▶ [Requirement]
In the entries below, find the line with "results to return" and print exactly every line from there up to and including the line with "assert_eq!(event.resource_type, ResourceType::Workflow);", with no other lines.

▶ [Records shown]
------------------------------

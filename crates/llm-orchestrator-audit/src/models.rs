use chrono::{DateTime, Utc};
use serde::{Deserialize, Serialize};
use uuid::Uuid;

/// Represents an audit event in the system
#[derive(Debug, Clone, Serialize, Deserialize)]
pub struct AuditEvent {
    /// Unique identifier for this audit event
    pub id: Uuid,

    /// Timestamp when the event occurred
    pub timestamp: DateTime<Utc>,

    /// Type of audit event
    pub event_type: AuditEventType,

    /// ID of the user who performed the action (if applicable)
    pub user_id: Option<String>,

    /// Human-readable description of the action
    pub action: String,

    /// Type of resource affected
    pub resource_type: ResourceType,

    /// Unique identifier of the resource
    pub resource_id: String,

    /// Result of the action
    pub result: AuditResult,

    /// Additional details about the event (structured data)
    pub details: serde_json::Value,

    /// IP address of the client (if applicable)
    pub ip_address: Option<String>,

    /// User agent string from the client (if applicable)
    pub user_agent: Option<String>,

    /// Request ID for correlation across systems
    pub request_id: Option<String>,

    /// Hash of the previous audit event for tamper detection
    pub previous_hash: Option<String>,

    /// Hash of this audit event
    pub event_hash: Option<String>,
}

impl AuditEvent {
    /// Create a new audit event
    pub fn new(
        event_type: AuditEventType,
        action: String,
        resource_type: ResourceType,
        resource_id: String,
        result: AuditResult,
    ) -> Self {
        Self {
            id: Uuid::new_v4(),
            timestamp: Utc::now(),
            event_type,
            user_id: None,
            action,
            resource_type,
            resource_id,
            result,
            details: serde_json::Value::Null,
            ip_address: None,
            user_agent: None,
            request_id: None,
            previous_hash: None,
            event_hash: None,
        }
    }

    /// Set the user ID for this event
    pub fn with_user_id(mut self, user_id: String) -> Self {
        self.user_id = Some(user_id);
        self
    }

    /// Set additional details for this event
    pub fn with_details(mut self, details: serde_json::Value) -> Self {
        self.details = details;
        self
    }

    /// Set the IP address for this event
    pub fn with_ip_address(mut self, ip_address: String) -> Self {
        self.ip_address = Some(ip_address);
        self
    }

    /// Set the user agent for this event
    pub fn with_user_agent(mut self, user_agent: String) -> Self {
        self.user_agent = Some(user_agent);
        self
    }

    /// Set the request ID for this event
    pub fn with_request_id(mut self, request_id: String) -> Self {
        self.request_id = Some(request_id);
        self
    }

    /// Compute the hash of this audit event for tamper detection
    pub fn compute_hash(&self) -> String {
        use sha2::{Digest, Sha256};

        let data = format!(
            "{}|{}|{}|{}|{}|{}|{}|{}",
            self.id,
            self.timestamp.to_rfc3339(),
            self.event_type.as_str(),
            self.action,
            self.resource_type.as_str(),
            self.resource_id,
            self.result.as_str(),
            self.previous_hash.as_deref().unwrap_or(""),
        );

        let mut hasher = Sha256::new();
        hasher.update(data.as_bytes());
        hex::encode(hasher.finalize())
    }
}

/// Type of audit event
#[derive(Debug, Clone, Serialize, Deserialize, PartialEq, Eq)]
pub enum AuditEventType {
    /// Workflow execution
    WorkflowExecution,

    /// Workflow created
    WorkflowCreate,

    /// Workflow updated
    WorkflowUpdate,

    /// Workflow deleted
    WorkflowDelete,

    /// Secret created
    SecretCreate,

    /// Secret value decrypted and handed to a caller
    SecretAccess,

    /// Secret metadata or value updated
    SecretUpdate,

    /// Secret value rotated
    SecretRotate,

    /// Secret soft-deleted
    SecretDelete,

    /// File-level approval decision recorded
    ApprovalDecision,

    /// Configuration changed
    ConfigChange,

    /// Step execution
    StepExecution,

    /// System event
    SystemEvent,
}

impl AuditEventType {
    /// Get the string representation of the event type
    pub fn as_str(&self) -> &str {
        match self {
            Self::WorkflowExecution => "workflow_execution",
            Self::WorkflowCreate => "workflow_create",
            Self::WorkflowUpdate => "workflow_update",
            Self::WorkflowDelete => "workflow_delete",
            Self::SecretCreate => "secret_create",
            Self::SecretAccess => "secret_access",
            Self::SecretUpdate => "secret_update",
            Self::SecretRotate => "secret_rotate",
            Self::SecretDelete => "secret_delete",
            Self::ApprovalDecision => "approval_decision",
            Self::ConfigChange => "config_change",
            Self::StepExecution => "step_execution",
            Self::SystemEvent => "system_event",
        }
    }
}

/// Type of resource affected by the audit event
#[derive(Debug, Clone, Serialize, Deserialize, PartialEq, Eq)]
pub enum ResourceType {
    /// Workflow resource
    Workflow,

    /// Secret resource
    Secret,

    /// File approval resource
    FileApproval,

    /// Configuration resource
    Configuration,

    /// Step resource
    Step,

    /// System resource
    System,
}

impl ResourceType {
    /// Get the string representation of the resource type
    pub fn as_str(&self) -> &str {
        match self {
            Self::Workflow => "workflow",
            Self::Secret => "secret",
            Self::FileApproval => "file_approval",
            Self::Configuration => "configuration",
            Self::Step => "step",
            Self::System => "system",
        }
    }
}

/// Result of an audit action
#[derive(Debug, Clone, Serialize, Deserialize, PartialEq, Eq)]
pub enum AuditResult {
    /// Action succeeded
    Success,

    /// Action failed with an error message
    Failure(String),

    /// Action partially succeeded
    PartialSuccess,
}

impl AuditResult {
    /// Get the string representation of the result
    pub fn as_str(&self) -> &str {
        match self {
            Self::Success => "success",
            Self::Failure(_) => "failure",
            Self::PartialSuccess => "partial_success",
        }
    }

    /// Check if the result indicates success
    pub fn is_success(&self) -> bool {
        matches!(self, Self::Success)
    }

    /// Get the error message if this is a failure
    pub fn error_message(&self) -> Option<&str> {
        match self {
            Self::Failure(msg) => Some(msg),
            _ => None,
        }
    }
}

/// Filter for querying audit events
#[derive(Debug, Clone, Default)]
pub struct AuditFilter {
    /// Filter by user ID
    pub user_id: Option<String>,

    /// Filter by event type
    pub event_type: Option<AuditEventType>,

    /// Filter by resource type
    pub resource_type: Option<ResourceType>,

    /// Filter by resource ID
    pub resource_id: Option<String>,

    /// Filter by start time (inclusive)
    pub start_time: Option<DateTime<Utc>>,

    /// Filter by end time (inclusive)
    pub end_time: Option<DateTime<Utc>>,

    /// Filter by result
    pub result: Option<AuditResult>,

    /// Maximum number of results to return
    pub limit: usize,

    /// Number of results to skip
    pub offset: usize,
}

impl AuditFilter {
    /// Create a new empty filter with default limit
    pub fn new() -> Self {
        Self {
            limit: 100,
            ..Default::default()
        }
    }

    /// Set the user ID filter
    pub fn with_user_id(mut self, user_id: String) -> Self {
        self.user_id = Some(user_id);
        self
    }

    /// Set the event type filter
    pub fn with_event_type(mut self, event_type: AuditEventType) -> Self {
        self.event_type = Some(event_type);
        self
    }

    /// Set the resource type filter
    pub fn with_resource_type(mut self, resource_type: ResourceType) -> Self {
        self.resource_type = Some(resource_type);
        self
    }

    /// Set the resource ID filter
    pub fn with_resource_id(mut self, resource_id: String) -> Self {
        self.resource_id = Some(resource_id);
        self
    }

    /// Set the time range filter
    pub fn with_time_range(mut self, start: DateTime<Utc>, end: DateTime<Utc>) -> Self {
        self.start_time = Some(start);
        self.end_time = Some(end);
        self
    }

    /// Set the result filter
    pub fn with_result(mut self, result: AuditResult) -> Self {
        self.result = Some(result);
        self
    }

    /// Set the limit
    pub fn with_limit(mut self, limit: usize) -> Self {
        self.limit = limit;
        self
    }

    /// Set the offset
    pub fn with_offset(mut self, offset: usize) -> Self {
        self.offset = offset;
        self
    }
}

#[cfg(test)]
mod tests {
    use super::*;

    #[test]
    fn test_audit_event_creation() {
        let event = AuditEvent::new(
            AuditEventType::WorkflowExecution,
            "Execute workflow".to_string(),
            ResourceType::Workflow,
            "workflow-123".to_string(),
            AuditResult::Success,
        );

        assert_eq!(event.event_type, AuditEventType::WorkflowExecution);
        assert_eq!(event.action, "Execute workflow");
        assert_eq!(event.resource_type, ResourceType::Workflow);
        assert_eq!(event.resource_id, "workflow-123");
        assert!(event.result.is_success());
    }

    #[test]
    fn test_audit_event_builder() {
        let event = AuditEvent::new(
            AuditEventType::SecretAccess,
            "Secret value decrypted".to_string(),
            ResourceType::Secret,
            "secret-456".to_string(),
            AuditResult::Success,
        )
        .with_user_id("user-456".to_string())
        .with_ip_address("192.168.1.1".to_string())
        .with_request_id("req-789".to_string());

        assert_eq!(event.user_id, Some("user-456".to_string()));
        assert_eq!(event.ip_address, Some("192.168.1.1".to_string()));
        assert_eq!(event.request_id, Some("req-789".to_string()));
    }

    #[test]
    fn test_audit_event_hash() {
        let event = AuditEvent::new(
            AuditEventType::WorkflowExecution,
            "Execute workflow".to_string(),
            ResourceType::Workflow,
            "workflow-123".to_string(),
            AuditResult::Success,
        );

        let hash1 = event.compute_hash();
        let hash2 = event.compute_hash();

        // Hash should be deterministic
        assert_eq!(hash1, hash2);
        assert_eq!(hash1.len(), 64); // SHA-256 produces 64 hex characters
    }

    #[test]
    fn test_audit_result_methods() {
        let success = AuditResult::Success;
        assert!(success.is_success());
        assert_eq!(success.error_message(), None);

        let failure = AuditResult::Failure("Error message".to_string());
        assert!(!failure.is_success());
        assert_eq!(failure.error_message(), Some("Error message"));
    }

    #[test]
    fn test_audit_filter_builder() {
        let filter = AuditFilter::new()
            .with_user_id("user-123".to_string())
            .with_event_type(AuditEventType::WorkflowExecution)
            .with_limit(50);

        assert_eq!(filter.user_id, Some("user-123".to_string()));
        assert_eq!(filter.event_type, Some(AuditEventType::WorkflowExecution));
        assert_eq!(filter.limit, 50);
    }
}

------------------------------

▶ [Solved problem]
    /// Maximum number of results to return
    pub limit: usize,

    /// Number of results to skip
    pub offset: usize,
}

impl AuditFilter {
    /// Create a new empty filter with default limit
    pub fn new() -> Self {
        Self {
            limit: 100,
            ..Default::default()
        }
    }

    /// Set the user ID filter
    pub fn with_user_id(mut self, user_id: String) -> Self {
        self.user_id = Some(user_id);
        self
    }

    /// Set the event type filter
    pub fn with_event_type(mut self, event_type: AuditEventType) -> Self {
        self.event_type = Some(event_type);
        self
    }

    /// Set the resource type filter
    pub fn with_resource_type(mut self, resource_type: ResourceType) -> Self {
        self.resource_type = Some(resource_type);
        self
    }

    /// Set the resource ID filter
    pub fn with_resource_id(mut self, resource_id: String) -> Self {
        self.resource_id = Some(resource_id);
        self
    }

    /// Set the time range filter
    pub fn with_time_range(mut self, start: DateTime<Utc>, end: DateTime<Utc>) -> Self {
        self.start_time = Some(start);
        self.end_time = Some(end);
        self
    }

    /// Set the result filter
    pub fn with_result(mut self, result: AuditResult) -> Self {
        self.result = Some(result);
        self
    }

    /// Set the limit
    pub fn with_limit(mut self, limit: usize) -> Self {
        self.limit = limit;
        self
    }

    /// Set the offset
    pub fn with_offset(mut self, offset: usize) -> Self {
        self.offset = offset;
        self
    }
}

#[cfg(test)]
mod tests {
    use super::*;

    #[test]
    fn test_audit_event_creation() {
        let event = AuditEvent::new(
            AuditEventType::WorkflowExecution,
            "Execute workflow".to_string(),
            ResourceType::Workflow,
            "workflow-123".to_string(),
            AuditResult::Success,
        );

        assert_eq!(event.event_type, AuditEventType::WorkflowExecution);
        assert_eq!(event.action, "Execute workflow");
        assert_eq!(event.resource_type, ResourceType::Workflow);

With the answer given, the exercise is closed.